Paddenstoelen langs de weg
Wie gaat wandelen met Eugen Pawlowski komt niet erg ver: Op een stukje route van 100 meter heeft hij onderweg al ontelbaar veel paddenstoelen gespot.
De verschillende soorten zijn te herkennen aan de vorm van de hoed, soort lamellen, porositeit of elasticiteit van de steel en soms ook aan de hand van de geur. Wie kent hem niet: het eekhoorntjesbrood! Hij behoort tot boleten (Boletaceae). Dat is de naam van de familie van paddenstoelen die onder hun hoed geen lamellen hebben maar een stelsel van fijne buisje waar, als ze rijp zijn, de sporen uit vallen. Veel van deze boleten zijn eetbaar, maar er zijn ook een paar soorten die misselijkheid veroorzaken of giftig zijn. In het Papenbusch bij Meppen groeit de roodsteelfluweelboleet (Xerocomus chrysenteron). Deze eetbare paddenstoel heeft een vrij neutrale smaak en geur en is vaak in loofbossen te vinden. Hij wordt redelijk snel zacht, waardoor hij minder geliefd is bij paddenstoelenplukkers. Een andere telg uit de boletenfamilie, de gele ringboleet (Suillus grevillei), die onder lariks groeit, is alleen eetbaar als het slijmerige deel van de hoed is verwijderd.

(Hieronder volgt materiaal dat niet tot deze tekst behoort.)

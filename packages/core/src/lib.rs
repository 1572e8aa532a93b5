//! Predictor core: canonical message envelope, metric records, and the JSON /
//! `MsgPack` wire codecs shared by both serving transports.

pub mod codec;
pub mod error;
pub mod messages;

pub use codec::{JsonCodec, MsgPackCodec, WireCodec, WireForm};
pub use error::{CodecError, MetricError};
pub use messages::{
    Feedback, Message, MessageList, Meta, MetricRecord, MetricType, Payload, PayloadKind, Status,
    StatusBody, Tensor,
};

De bossen in het Natuurpark zijn ook rijk aan fopzwammen (Laccaria), waarvan de schubbige fopzwam en de amethistzwam (ook wel: rodekoolzwam) de meest bekende zijn. Deze fopzwammen hebben duidelijke lamellen, net als de parasolzwam (Macrolepiota procera) die gigantische afmetingen kan bereiken. Fopzwammen en parasolzwammen zijn geliefd bij plukkers. Eugen Pawlowski wijst op de gewone zwavelkop (Hypholoma fasciculare), die in groepjes aan de voet van dode bomen langs de weg groeit. Hij vormt donkere sporen in de lamellen, die kenners gebruiken om deze soort te onderscheiden van andere soorten in de zwavelkopfamilie: Onder uv-licht zullen de lamellen van de gewone zwavelkop groen oplichten – een duidelijk herkenningsteken! Deze soort is bitter en giftig en veroorzaakt misselijkheid en braken. Beslist niet geschikt voor in de keuken dus!

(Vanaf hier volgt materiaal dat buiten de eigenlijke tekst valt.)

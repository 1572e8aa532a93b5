//! Serde wire forms of the envelope types.
//!
//! The same structs serve both JSON and `MsgPack`: field names are the
//! camelCase names of the JSON protocol, and `binData` switches between
//! base64 text and a native `bin` on `is_human_readable()`. Conversion into
//! the canonical types is where envelope invariants are enforced.

use std::fmt;

use serde::de::{self, MapAccess, SeqAccess, Visitor};
use serde::{Deserialize, Deserializer, Serialize, Serializer};
use serde_json::Value;

use super::envelope::{Feedback, Message, MessageList, Meta};
use super::payload::{Payload, Tensor};
use crate::error::CodecError;

/// Adapter-specific decode behavior.
#[derive(Debug, Clone, Copy, Default, PartialEq, Eq)]
pub struct DecodeOptions {
    /// Promote a tensor without `shape` to `[1, len(values)]`. Only the JSON
    /// adapter enables this.
    pub infer_missing_shape: bool,
}

// ---------------------------------------------------------------------------
// Field helpers
// ---------------------------------------------------------------------------

/// Deserializes a field that may be present-but-null as `Some(Value::Null)`.
///
/// Without this, serde collapses `"jsonData": null` into `None`, losing the
/// distinction between "no structured payload" and "a null document".
#[allow(clippy::unnecessary_wraps)]
fn deserialize_present<'de, D>(deserializer: D) -> Result<Option<Value>, D::Error>
where
    D: Deserializer<'de>,
{
    Ok(Some(Value::deserialize(deserializer)?))
}

mod bin_data {
    use base64::engine::general_purpose::STANDARD;
    use base64::Engine;
    use serde::de::Error as _;
    use serde::{Deserialize, Deserializer, Serializer};

    #[allow(clippy::ref_option)]
    pub fn serialize<S: Serializer>(value: &Option<Vec<u8>>, s: S) -> Result<S::Ok, S::Error> {
        match value {
            None => s.serialize_none(),
            Some(bytes) if s.is_human_readable() => s.serialize_some(&STANDARD.encode(bytes)),
            Some(bytes) => s.serialize_some(serde_bytes::Bytes::new(bytes)),
        }
    }

    pub fn deserialize<'de, D: Deserializer<'de>>(d: D) -> Result<Option<Vec<u8>>, D::Error> {
        if d.is_human_readable() {
            let text: Option<String> = Option::deserialize(d)?;
            text.map(|t| STANDARD.decode(t).map_err(D::Error::custom))
                .transpose()
        } else {
            let bytes: Option<serde_bytes::ByteBuf> = Option::deserialize(d)?;
            Ok(bytes.map(serde_bytes::ByteBuf::into_vec))
        }
    }
}

// ---------------------------------------------------------------------------
// Wire structs
// ---------------------------------------------------------------------------

/// `data.tensor`.
#[derive(Debug, Clone, PartialEq, Serialize, Deserialize)]
pub struct WireTensor {
    #[serde(default, skip_serializing_if = "Option::is_none")]
    pub shape: Option<Vec<usize>>,
    #[serde(default)]
    pub values: Vec<f64>,
}

/// The `data` object: names plus exactly one of `tensor` / `ndarray`.
#[derive(Debug, Clone, Default, PartialEq, Serialize, Deserialize)]
pub struct WireData {
    #[serde(default, skip_serializing_if = "Vec::is_empty")]
    pub names: Vec<String>,
    #[serde(default, skip_serializing_if = "Option::is_none")]
    pub tensor: Option<WireTensor>,
    #[serde(default, skip_serializing_if = "Option::is_none")]
    pub ndarray: Option<Vec<Value>>,
}

/// Wire form of [`Message`]. Exactly one payload field must be set.
#[derive(Debug, Clone, Default, PartialEq, Serialize, Deserialize)]
#[serde(rename_all = "camelCase")]
pub struct WireMessage {
    #[serde(default, skip_serializing_if = "Option::is_none")]
    pub data: Option<WireData>,
    #[serde(default, skip_serializing_if = "Option::is_none", with = "bin_data")]
    pub bin_data: Option<Vec<u8>>,
    #[serde(default, skip_serializing_if = "Option::is_none")]
    pub str_data: Option<String>,
    #[serde(
        default,
        skip_serializing_if = "Option::is_none",
        deserialize_with = "deserialize_present"
    )]
    pub json_data: Option<Value>,
    #[serde(default, skip_serializing_if = "Meta::is_empty")]
    pub meta: Meta,
}

/// Wire form of [`Feedback`].
#[derive(Debug, Clone, Default, PartialEq, Serialize, Deserialize)]
pub struct WireFeedback {
    #[serde(default, skip_serializing_if = "Option::is_none")]
    pub request: Option<WireMessage>,
    #[serde(default, skip_serializing_if = "Option::is_none")]
    pub response: Option<WireMessage>,
    #[serde(default)]
    pub reward: f64,
    #[serde(default, skip_serializing_if = "Option::is_none")]
    pub truth: Option<WireMessage>,
}

/// Wire form of [`MessageList`]: `{"seldonMessages": [...]}` or a bare array.
/// Always serialized in the wrapped form.
#[derive(Debug, Clone, Default, PartialEq)]
pub struct WireMessageList {
    pub messages: Vec<WireMessage>,
}

const LIST_FIELD: &str = "seldonMessages";

impl Serialize for WireMessageList {
    fn serialize<S: Serializer>(&self, s: S) -> Result<S::Ok, S::Error> {
        use serde::ser::SerializeMap;
        let mut map = s.serialize_map(Some(1))?;
        map.serialize_entry(LIST_FIELD, &self.messages)?;
        map.end()
    }
}

impl<'de> Deserialize<'de> for WireMessageList {
    fn deserialize<D: Deserializer<'de>>(d: D) -> Result<Self, D::Error> {
        struct ListVisitor;

        impl<'de> Visitor<'de> for ListVisitor {
            type Value = WireMessageList;

            fn expecting(&self, f: &mut fmt::Formatter) -> fmt::Result {
                write!(f, "a message array or an object with `{LIST_FIELD}`")
            }

            fn visit_seq<A: SeqAccess<'de>>(self, mut seq: A) -> Result<Self::Value, A::Error> {
                let mut messages = Vec::with_capacity(seq.size_hint().unwrap_or(0));
                while let Some(m) = seq.next_element()? {
                    messages.push(m);
                }
                Ok(WireMessageList { messages })
            }

            fn visit_map<A: MapAccess<'de>>(self, mut map: A) -> Result<Self::Value, A::Error> {
                let mut messages = None;
                while let Some(key) = map.next_key::<String>()? {
                    if key == LIST_FIELD {
                        messages = Some(map.next_value()?);
                    } else {
                        map.next_value::<de::IgnoredAny>()?;
                    }
                }
                messages
                    .map(|messages| WireMessageList { messages })
                    .ok_or_else(|| de::Error::missing_field(LIST_FIELD))
            }
        }

        d.deserialize_any(ListVisitor)
    }
}

// ---------------------------------------------------------------------------
// Canonical <-> wire
// ---------------------------------------------------------------------------

impl WireMessage {
    /// Converts to the canonical message, enforcing envelope invariants.
    ///
    /// # Errors
    ///
    /// Returns `CodecError::Malformed` for zero or multiple payloads, a `data`
    /// object with neither or both of `tensor`/`ndarray`, an invalid tensor,
    /// or names that disagree with the column count.
    pub fn into_message(self, opts: DecodeOptions) -> Result<Message, CodecError> {
        let populated = usize::from(self.data.is_some())
            + usize::from(self.bin_data.is_some())
            + usize::from(self.str_data.is_some())
            + usize::from(self.json_data.is_some());
        if populated == 0 {
            return Err(CodecError::malformed(
                "expected one of data, binData, strData or jsonData",
            ));
        }
        if populated > 1 {
            return Err(CodecError::malformed(
                "only one of data, binData, strData or jsonData may be set",
            ));
        }

        let (payload, names) = if let Some(data) = self.data {
            let payload = match (data.tensor, data.ndarray) {
                (Some(t), None) => Payload::Tensor(tensor_from_wire(t, opts)?),
                (None, Some(rows)) => Payload::NdArray(rows),
                (None, None) => {
                    return Err(CodecError::malformed("data has neither tensor nor ndarray"))
                }
                (Some(_), Some(_)) => {
                    return Err(CodecError::malformed("data has both tensor and ndarray"))
                }
            };
            (payload, data.names)
        } else if let Some(bytes) = self.bin_data {
            (Payload::Binary(bytes), Vec::new())
        } else if let Some(text) = self.str_data {
            (Payload::Str(text), Vec::new())
        } else {
            (Payload::Json(self.json_data.unwrap_or(Value::Null)), Vec::new())
        };

        Message::new(payload, names, self.meta)
    }

    #[must_use]
    pub fn from_message(message: &Message) -> Self {
        let mut wire = Self {
            meta: message.meta.clone(),
            ..Self::default()
        };
        match &message.payload {
            Payload::Tensor(t) => {
                wire.data = Some(WireData {
                    names: message.names.clone(),
                    tensor: Some(WireTensor {
                        shape: Some(t.shape().to_vec()),
                        values: t.values().to_vec(),
                    }),
                    ndarray: None,
                });
            }
            Payload::NdArray(rows) => {
                wire.data = Some(WireData {
                    names: message.names.clone(),
                    tensor: None,
                    ndarray: Some(rows.clone()),
                });
            }
            Payload::Binary(b) => wire.bin_data = Some(b.clone()),
            Payload::Str(s) => wire.str_data = Some(s.clone()),
            Payload::Json(v) => wire.json_data = Some(v.clone()),
        }
        wire
    }
}

fn tensor_from_wire(t: WireTensor, opts: DecodeOptions) -> Result<Tensor, CodecError> {
    let shape = match t.shape {
        Some(shape) => shape,
        None if opts.infer_missing_shape => {
            tracing::debug!(len = t.values.len(), "tensor without shape promoted to [1, len]");
            vec![1, t.values.len()]
        }
        None => return Err(CodecError::malformed("tensor has no shape")),
    };
    Tensor::new(shape, t.values)
}

fn optional(
    wire: Option<WireMessage>,
    opts: DecodeOptions,
) -> Result<Option<Message>, CodecError> {
    wire.map(|w| w.into_message(opts)).transpose()
}

impl WireFeedback {
    /// # Errors
    ///
    /// Propagates the first invalid nested message, or a non-finite reward.
    pub fn into_feedback(self, opts: DecodeOptions) -> Result<Feedback, CodecError> {
        if !self.reward.is_finite() {
            return Err(CodecError::malformed("reward must be finite"));
        }
        Ok(Feedback {
            request: optional(self.request, opts)?,
            response: optional(self.response, opts)?,
            reward: self.reward,
            truth: optional(self.truth, opts)?,
        })
    }

    #[must_use]
    pub fn from_feedback(feedback: &Feedback) -> Self {
        Self {
            request: feedback.request.as_ref().map(WireMessage::from_message),
            response: feedback.response.as_ref().map(WireMessage::from_message),
            reward: feedback.reward,
            truth: feedback.truth.as_ref().map(WireMessage::from_message),
        }
    }
}

impl WireMessageList {
    /// # Errors
    ///
    /// Propagates the first invalid element.
    pub fn into_list(self, opts: DecodeOptions) -> Result<MessageList, CodecError> {
        let messages = self
            .messages
            .into_iter()
            .map(|m| m.into_message(opts))
            .collect::<Result<_, _>>()?;
        Ok(MessageList { messages })
    }

    #[must_use]
    pub fn from_list(list: &MessageList) -> Self {
        Self {
            messages: list.messages.iter().map(WireMessage::from_message).collect(),
        }
    }
}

Heel opvallend van uiterlijk zijn de geweizwam (Xylaria hypoxylon) en het felgekleurde koraalzwammetje (Calocera), dat zijn oranje kleur dankt aan carotenoïden.Het zijn zogeheten zakjeszwammen, met inwendige sporen, die op het eerste gezicht aan koraal doen denken. Anders dan koraal zijn ze buigzaam en elastisch. Ze groeien op rottende stronken en takken en bieden met hun geweiachtige vertakkingen en oranje kleur een bijzondere aanblik. Ook een opvallende paddenstoel is de witte kluifzwam (Helvella crispa). Als je niet goed kijkt, denk je dat iemand zijn zakdoek heeft laten vallen…! Eén ding maakt deze wandeling met een paddenstoelenkenner duidelijk: Om de bijzonderheden van de natuur te kunnen ontdekken moet je goede ogen en een aandachtige blik hebben.